Showing posts with label Southern Zaria of Kaduna State. Show all posts
Showing posts with label Southern Zaria of Kaduna State. Show all posts

Thursday, July 6

Identity Crisis Looms As Linguists Identify 400 Distinct Languages In Nigeria


About 400 distinct languages in Nigeria have been
identified by linguists. Almost three quarters of
these languages are found on the Jos Plateau,
Southern Zaria of Kaduna State, Bauchi and
Adamawa hills and upper Benue River Valley as
well as the Cross River valley and Middle Niger
River valley.
The area so described approximates the Middle
Belt region of Nigeria. This is the region of
Nigeria’s ethnic minorities. There are of course
ethnic minorities in the Southern part of Nigeria
especially in the so-called South-south region.
Apart from these minorities who together constitute
substantial component of Nigeria are the so-called
majority groups like the Igbo, Hausa, and Yoruba.
This group were regarded as the tripodal
foundation on which the Nigerian house stood. The
federal architectural design for the Nigerian house
was built on the fact of this triune nature of
Nigeria.
For a long time this was the accepted reality until
the so-called minorities in the three regions even
before the exit of the British began to agitate for
their own home rule or for special institutions to
be created to facilitate their quick economic and
educational development.
The Action Group of Chief Obafemi Awolowo was
the first to recognize the potency of this ethnic
force by embracing the creation of states as the
party’s strategy of winning power at the centre.

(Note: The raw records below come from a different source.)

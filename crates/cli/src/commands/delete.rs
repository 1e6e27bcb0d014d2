use clap::Args;
use upd_client::UpdClient;

#[derive(Args, Debug)]
pub struct DeleteArgs {
    /// File identifier.
    pub id: String,
    /// Delete key returned by the upload.
    pub key: String,
}

pub async fn run(client: &UpdClient, args: &DeleteArgs) -> anyhow::Result<()> {
    client.delete(&args.id, &args.key).await?;
    println!("File deleted.");
    Ok(())
}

Chief Awolowo recognized that the only way he
could come to power was through a coalition of
the various minority groups presumably under the
leadership of his largely Yoruba party. The
constitutional angle to this strategy was fiscal
federalism, meaning a loose federation in which
each federating unit managed its financial
resources but contributing enough to the centre to
run common services like defence, aviation,
communication, transportation and currency and
no more.
The other two main parties, the NCNC (National
Council of Nigerian Citizens) led by Dr Nnamdi
Azikiwe and the NPC (Northern People’s Congress)

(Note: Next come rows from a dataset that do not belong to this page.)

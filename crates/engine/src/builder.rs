use std::sync::Arc;

use upd_blob::BlobBackend;
use upd_records::RecordStore;

use crate::allocator::{AllocatorConfig, IdAllocator};
use crate::engine::LifecycleEngine;
use crate::error::EngineError;
use crate::metrics::EngineMetrics;

/// Fluent builder for constructing a [`LifecycleEngine`].
///
/// A [`BlobBackend`] and a [`RecordStore`] must be supplied. Metrics and the
/// allocator configuration have defaults.
#[derive(Default)]
pub struct EngineBuilder {
    blobs: Option<Arc<dyn BlobBackend>>,
    records: Option<Arc<dyn RecordStore>>,
    metrics: Option<Arc<EngineMetrics>>,
    allocator: AllocatorConfig,
    seed: Option<u64>,
}

impl EngineBuilder {
    pub fn new() -> Self {
        Self::default()
    }

    /// Set the active blob backend. New blobs are written here.
    #[must_use]
    pub fn blobs(mut self, blobs: Arc<dyn BlobBackend>) -> Self {
        self.blobs = Some(blobs);
        self
    }

    /// Set the record store.
    #[must_use]
    pub fn records(mut self, records: Arc<dyn RecordStore>) -> Self {
        self.records = Some(records);
        self
    }

    /// Share an existing metrics instance instead of creating one.
    #[must_use]
    pub fn metrics(mut self, metrics: Arc<EngineMetrics>) -> Self {
        self.metrics = Some(metrics);
        self
    }

    #[must_use]
    pub fn allocator_config(mut self, config: AllocatorConfig) -> Self {
        self.allocator = config;
        self
    }

    /// Seed the identifier generator deterministically. Tests only.
    #[must_use]
    pub fn seed(mut self, seed: u64) -> Self {
        self.seed = Some(seed);
        self
    }

    /// Consume the builder and produce a [`LifecycleEngine`].
    ///
    /// # Errors
    ///
    /// Returns [`EngineError::Configuration`] if the blob backend or record
    /// store was not provided.
    pub fn build(self) -> Result<LifecycleEngine, EngineError> {
        let blobs = self
            .blobs
            .ok_or_else(|| EngineError::Configuration("a blob backend is required".into()))?;
        let records = self
            .records
            .ok_or_else(|| EngineError::Configuration("a record store is required".into()))?;
        let allocator = match self.seed {
            Some(seed) => IdAllocator::with_seed(self.allocator, seed),
            None => IdAllocator::new(self.allocator),
        };
        Ok(LifecycleEngine::new(
            blobs,
            records,
            allocator,
            self.metrics.unwrap_or_default(),
        ))
    }
}

#[cfg(test)]
mod tests {
    use upd_blob::MemoryBlobBackend;
    use upd_records_memory::MemoryRecordStore;

    use super::*;

    #[test]
    fn requires_blob_backend() {
        let err = EngineBuilder::new()
            .records(Arc::new(MemoryRecordStore::new()))
            .build()
            .unwrap_err();
        assert!(matches!(err, EngineError::Configuration(msg) if msg.contains("blob backend")));
    }

    #[test]
    fn requires_record_store() {
        let err = EngineBuilder::new()
            .blobs(Arc::new(MemoryBlobBackend::default()))
            .build()
            .unwrap_err();
        assert!(matches!(err, EngineError::Configuration(msg) if msg.contains("record store")));
    }

    #[test]
    fn shares_supplied_metrics() {
        let metrics = Arc::new(EngineMetrics::default());
        let engine = EngineBuilder::new()
            .blobs(Arc::new(MemoryBlobBackend::default()))
            .records(Arc::new(MemoryRecordStore::new()))
            .metrics(Arc::clone(&metrics))
            .build()
            .unwrap();
        assert!(Arc::ptr_eq(engine.metrics(), &metrics));
    }
}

led by Alhaji Ahmadu Bello were opposed to
creation of states for their own strategic reasons.
Ahmadu Bello did not want the North, his base of
power split. Azikiwe for the same reason wanted
the East to remain undivided.
He also was opposed to the federal structure of
government preferring a unitary constitution as a
way of overcoming ethnic divisions in Nigeria.

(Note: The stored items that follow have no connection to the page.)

//! Random identifier and delete-token generation.

use std::sync::Arc;

use dashmap::DashSet;
use parking_lot::Mutex;
use rand::distributions::Alphanumeric;
use rand::rngs::StdRng;
use rand::{Rng, SeedableRng};
use tracing::debug;
use upd_records::RecordStore;

use crate::error::EngineError;

/// Length of a public identifier.
pub const ID_LENGTH: usize = 8;

/// Length of a delete token.
pub const TOKEN_LENGTH: usize = 16;

/// Default number of candidates drawn before giving up.
pub const DEFAULT_MAX_ATTEMPTS: u32 = 32;

/// Configuration for the [`IdAllocator`].
#[derive(Debug, Clone)]
pub struct AllocatorConfig {
    pub id_length: usize,
    pub token_length: usize,
    /// Collision retry budget for a single allocation.
    pub max_attempts: u32,
}

impl Default for AllocatorConfig {
    fn default() -> Self {
        Self {
            id_length: ID_LENGTH,
            token_length: TOKEN_LENGTH,
            max_attempts: DEFAULT_MAX_ATTEMPTS,
        }
    }
}

/// Draws identifiers and delete tokens uniformly from the 62-symbol
/// alphanumeric alphabet.
///
/// The generator is seeded once, when the allocator is created. Identifiers
/// whose ingest is still in flight are held in a reservation set so two
/// concurrent ingests can never be handed the same identifier, even before
/// either record reaches the store.
#[derive(Debug)]
pub struct IdAllocator {
    config: AllocatorConfig,
    rng: Mutex<StdRng>,
    pending: Arc<DashSet<String>>,
}

impl Default for IdAllocator {
    fn default() -> Self {
        Self::new(AllocatorConfig::default())
    }
}

impl IdAllocator {
    /// Create an allocator seeded from the operating system's entropy source.
    pub fn new(config: AllocatorConfig) -> Self {
        Self::with_rng(config, StdRng::from_entropy())
    }

    /// Create an allocator with a fixed seed. Sequences are reproducible.
    pub fn with_seed(config: AllocatorConfig, seed: u64) -> Self {
        Self::with_rng(config, StdRng::seed_from_u64(seed))
    }

    fn with_rng(config: AllocatorConfig, rng: StdRng) -> Self {
        Self {
            config,
            rng: Mutex::new(rng),
            pending: Arc::default(),
        }
    }

    pub fn config(&self) -> &AllocatorConfig {
        &self.config
    }

    fn draw(&self, len: usize) -> String {
        let mut rng = self.rng.lock();
        (&mut *rng)
            .sample_iter(&Alphanumeric)
            .take(len)
            .map(char::from)
            .collect()
    }

    /// Draw a fresh delete token. Tokens are never checked for uniqueness.
    pub fn new_delete_token(&self) -> String {
        self.draw(self.config.token_length)
    }

    /// Reserve an identifier that is neither present in `records` nor held
    /// by another in-flight reservation.
    ///
    /// The reservation is released when the returned guard is dropped, which
    /// callers should do only after the record has been stored (or the ingest
    /// abandoned).
    pub async fn reserve(&self, records: &dyn RecordStore) -> Result<Reservation, EngineError> {
        for attempt in 1..=self.config.max_attempts {
            let candidate = self.draw(self.config.id_length);
            if !self.pending.insert(candidate.clone()) {
                debug!(attempt, "identifier already reserved, redrawing");
                continue;
            }
            let reservation = Reservation {
                id: candidate,
                pending: Arc::clone(&self.pending),
            };
            if records.contains(&reservation.id).await? {
                debug!(attempt, "identifier already stored, redrawing");
                continue;
            }
            return Ok(reservation);
        }
        Err(EngineError::NamespaceExhausted {
            attempts: self.config.max_attempts,
        })
    }

    /// Number of identifiers currently reserved.
    pub fn pending(&self) -> usize {
        self.pending.len()
    }
}

/// An identifier held exclusively until dropped.
#[derive(Debug)]
pub struct Reservation {
    id: String,
    pending: Arc<DashSet<String>>,
}

impl Reservation {
    pub fn id(&self) -> &str {
        &self.id
    }
}

impl Drop for Reservation {
    fn drop(&mut self) {
        self.pending.remove(&self.id);
    }
}

#[cfg(test)]
mod tests {
    use std::collections::HashSet;

    use upd_records::testing::test_record;
    use upd_records_memory::MemoryRecordStore;

    use super::*;

    fn is_alphanumeric(s: &str) -> bool {
        s.chars().all(|c| c.is_ascii_alphanumeric())
    }

    #[tokio::test]
    async fn identifiers_have_expected_shape() {
        let allocator = IdAllocator::default();
        let store = MemoryRecordStore::new();

        let reservation = allocator.reserve(&store).await.unwrap();
        assert_eq!(reservation.id().len(), ID_LENGTH);
        assert!(is_alphanumeric(reservation.id()));

        let token = allocator.new_delete_token();
        assert_eq!(token.len(), TOKEN_LENGTH);
        assert!(is_alphanumeric(&token));
    }

    #[tokio::test]
    async fn reservation_is_released_on_drop() {
        let allocator = IdAllocator::default();
        let store = MemoryRecordStore::new();

        let reservation = allocator.reserve(&store).await.unwrap();
        assert_eq!(allocator.pending(), 1);
        drop(reservation);
        assert_eq!(allocator.pending(), 0);
    }

    #[tokio::test]
    async fn live_reservations_are_distinct() {
        let allocator = IdAllocator::new(AllocatorConfig {
            id_length: 2,
            ..AllocatorConfig::default()
        });
        let store = MemoryRecordStore::new();

        let mut held = Vec::new();
        for _ in 0..200 {
            held.push(allocator.reserve(&store).await.unwrap());
        }
        let ids: HashSet<&str> = held.iter().map(Reservation::id).collect();
        assert_eq!(ids.len(), held.len());
    }

    #[tokio::test]
    async fn skips_identifiers_already_stored() {
        let config = AllocatorConfig::default();
        let store = MemoryRecordStore::new();

        // Same seed, so the first candidate of `allocator` is `taken`.
        let taken = IdAllocator::with_seed(config.clone(), 7)
            .reserve(&store)
            .await
            .unwrap()
            .id()
            .to_owned();
        store.put(&test_record(&taken)).await.unwrap();

        let allocator = IdAllocator::with_seed(config, 7);
        let reservation = allocator.reserve(&store).await.unwrap();
        assert_ne!(reservation.id(), taken);
    }

    #[tokio::test]
    async fn exhausted_namespace_fails_instead_of_spinning() {
        let allocator = IdAllocator::new(AllocatorConfig {
            id_length: 1,
            max_attempts: 16,
            ..AllocatorConfig::default()
        });
        let store = MemoryRecordStore::new();
        for c in ('a'..='z').chain('A'..='Z').chain('0'..='9') {
            store.put(&test_record(&c.to_string())).await.unwrap();
        }

        let err = allocator.reserve(&store).await.unwrap_err();
        assert!(matches!(err, EngineError::NamespaceExhausted { attempts: 16 }));
        assert_eq!(allocator.pending(), 0);
    }

    #[test]
    fn seeded_allocators_are_reproducible() {
        let a = IdAllocator::with_seed(AllocatorConfig::default(), 42);
        let b = IdAllocator::with_seed(AllocatorConfig::default(), 42);
        assert_eq!(a.new_delete_token(), b.new_delete_token());
    }
}
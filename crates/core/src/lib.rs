pub mod api;
pub mod error;
pub mod name;
pub mod record;
pub mod tags;
pub mod ttl;

pub use api::{AuthStatus, RecentEntry, SearchEntry, SearchTagsResponse, SendResponse};
pub use error::ValidationError;
pub use name::sanitize_name;
pub use record::{BackendInfo, Record, StorageKind};
pub use tags::parse_tags;
pub use ttl::{expiration_for, parse_duration};
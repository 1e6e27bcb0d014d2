use std::path::{Path, PathBuf};

use anyhow::Context;
use clap::Args;
use futures::future::join_all;
use serde::Serialize;
use upd_client::{SendOptions, UpdClient};

use super::availability;
use crate::OutputFormat;

#[derive(Args, Debug)]
pub struct SendArgs {
    /// Files to upload.
    #[arg(required = true)]
    pub files: Vec<PathBuf>,
    /// Lifetime such as `30m` or `2h45m`; omitted means forever.
    #[arg(long)]
    pub ttl: Option<String>,
    /// Comma-separated tags.
    #[arg(long, value_delimiter = ',')]
    pub tags: Vec<String>,
    /// Publish the real filename instead of a generic one.
    #[arg(long)]
    pub keep_name: bool,
}

#[derive(Debug, Serialize)]
struct Uploaded {
    file: String,
    url: String,
    delete_url: String,
    expiration_time: Option<chrono::DateTime<chrono::Utc>>,
}

/// The name announced to the server: the file's own name with
/// `--keep-name`, otherwise `file` plus the original extension.
fn upload_name(path: &Path, keep_name: bool) -> String {
    if keep_name && let Some(name) = path.file_name() {
        return name.to_string_lossy().into_owned();
    }
    match path.extension() {
        Some(ext) => format!("file.{}", ext.to_string_lossy()),
        None => "file".to_owned(),
    }
}

async fn upload(
    client: &UpdClient,
    path: &Path,
    options: &SendOptions,
    keep_name: bool,
) -> anyhow::Result<Uploaded> {
    let data = tokio::fs::read(path)
        .await
        .with_context(|| format!("cannot read {}", path.display()))?;
    let sent = client
        .send(&upload_name(path, keep_name), data, options)
        .await
        .with_context(|| format!("upload of {} failed", path.display()))?;
    Ok(Uploaded {
        file: path.display().to_string(),
        url: client.file_url(&sent.name),
        delete_url: client.delete_url(&sent.name, &sent.delete_key),
        expiration_time: sent.expiration_time,
    })
}

pub async fn run(client: &UpdClient, args: &SendArgs, format: &OutputFormat) -> anyhow::Result<()> {
    let mut options = SendOptions::new().tags(args.tags.iter().map(|t| t.trim().to_owned()));
    if let Some(ttl) = args.ttl.as_deref().filter(|t| !t.is_empty()) {
        options = options.ttl(ttl);
    }

    let results = join_all(
        args.files
            .iter()
            .map(|path| upload(client, path, &options, args.keep_name)),
    )
    .await;

    let mut uploaded = Vec::new();
    let mut failures = 0usize;
    for result in results {
        match result {
            Ok(u) => uploaded.push(u),
            Err(e) => {
                failures += 1;
                eprintln!("{e:#}");
            }
        }
    }

    match format {
        OutputFormat::Json => println!("{}", serde_json::to_string_pretty(&uploaded)?),
        OutputFormat::Text => {
            for u in &uploaded {
                println!("For file: {}", u.file);
                println!("URL: {}", u.url);
                println!("Delete URL: {}", u.delete_url);
                println!("{}", availability(u.expiration_time));
                println!("--");
            }
        }
    }

    if failures > 0 {
        anyhow::bail!("{failures} of {} upload(s) failed", args.files.len());
    }
    Ok(())
}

Even though Awolowo and Ahmadu Bello were
ideological enemies, they however were staunch
supporters of fiscal federalism.
Federalism was of course more realistic and
Awolowo and Ahmadu Bello wanted control of the
agricultural wealth of their regions whereas Azikiwe
who led the agriculturally poor Eastern Region
wanted Unitarian structure so that the East could
benefit from a collective pool of the national
wealth.
This was the political setting that took us to
independence in 1960. The story of how the
northern and the eastern political forces combined
to finish off Awolowo and to send him to jail
exploiting the division in the Action Group is well
known.
During the Action Group crisis and the weakening
of the Western Region, the Mid-west Region was
created in 1963 from the West while unlike what
Awolowo advocated which was, contemporaneous
creation of state’s in the three regions, the
remaining regions remained intact.
The civil war gave Awolowo opportunity to see the
creation of states as part of the strategy of winning
the civil war and perhaps to realize his long held
view on state creation. Thus the 12 states
structure under Yakubu Gowon gave the minorities
in the Eastern Region and in the North something
to fight and to die for. Unfortunately, instead of
keeping this 12 states structure, each succeeding
military ruler has further divided the country into
small and unviable states arbitrarily and without
rhyme or reason and sometimes to satisfy the
desires of those in power.
We now have 774 local government areas and 36
states not counting Abuja which is a state but not
in name. The result of this is that almost 80
percent of national resources are used in
administrative costs of payment of salaries and
allowances and humongous payment of federal
legislators. There is no money left to maintain
nationwide infrastructure of roads, rail, and other
infrastructure such as ports, air ports and other
means of communication and aviation.
Money so spent on administration would have
provided jobs for our teeming population of youths
who have now been mobilized into ethnic armies
and movements by charlatans looking for what to
eat. School dropouts are issuing statements on
behalf of nations like the Yoruba, Igbo and Hausa
while responsible people for fear for their lives are
keeping quiet.
There is nothing wrong in being patriotic and
embracing one’s ethnicity but not to the extent of
hating and denigrating fellow countrymen and
women. It is my considered opinion that it is the
dwindling opportunities for employment that is
fuelling the ethnic fissiparous tendencies in the
country. It is idle hands that the devil finds work
for.
It is the frustration that nothing is working and
nobody is trying to find solutions to pressing
problems that is making people to go back to their
ethnic comfort zones. The question is where are
the Nigerians and how do we build a country we
can all call our own? Karl Marx is right when he
said economics is at the basis of all relationship.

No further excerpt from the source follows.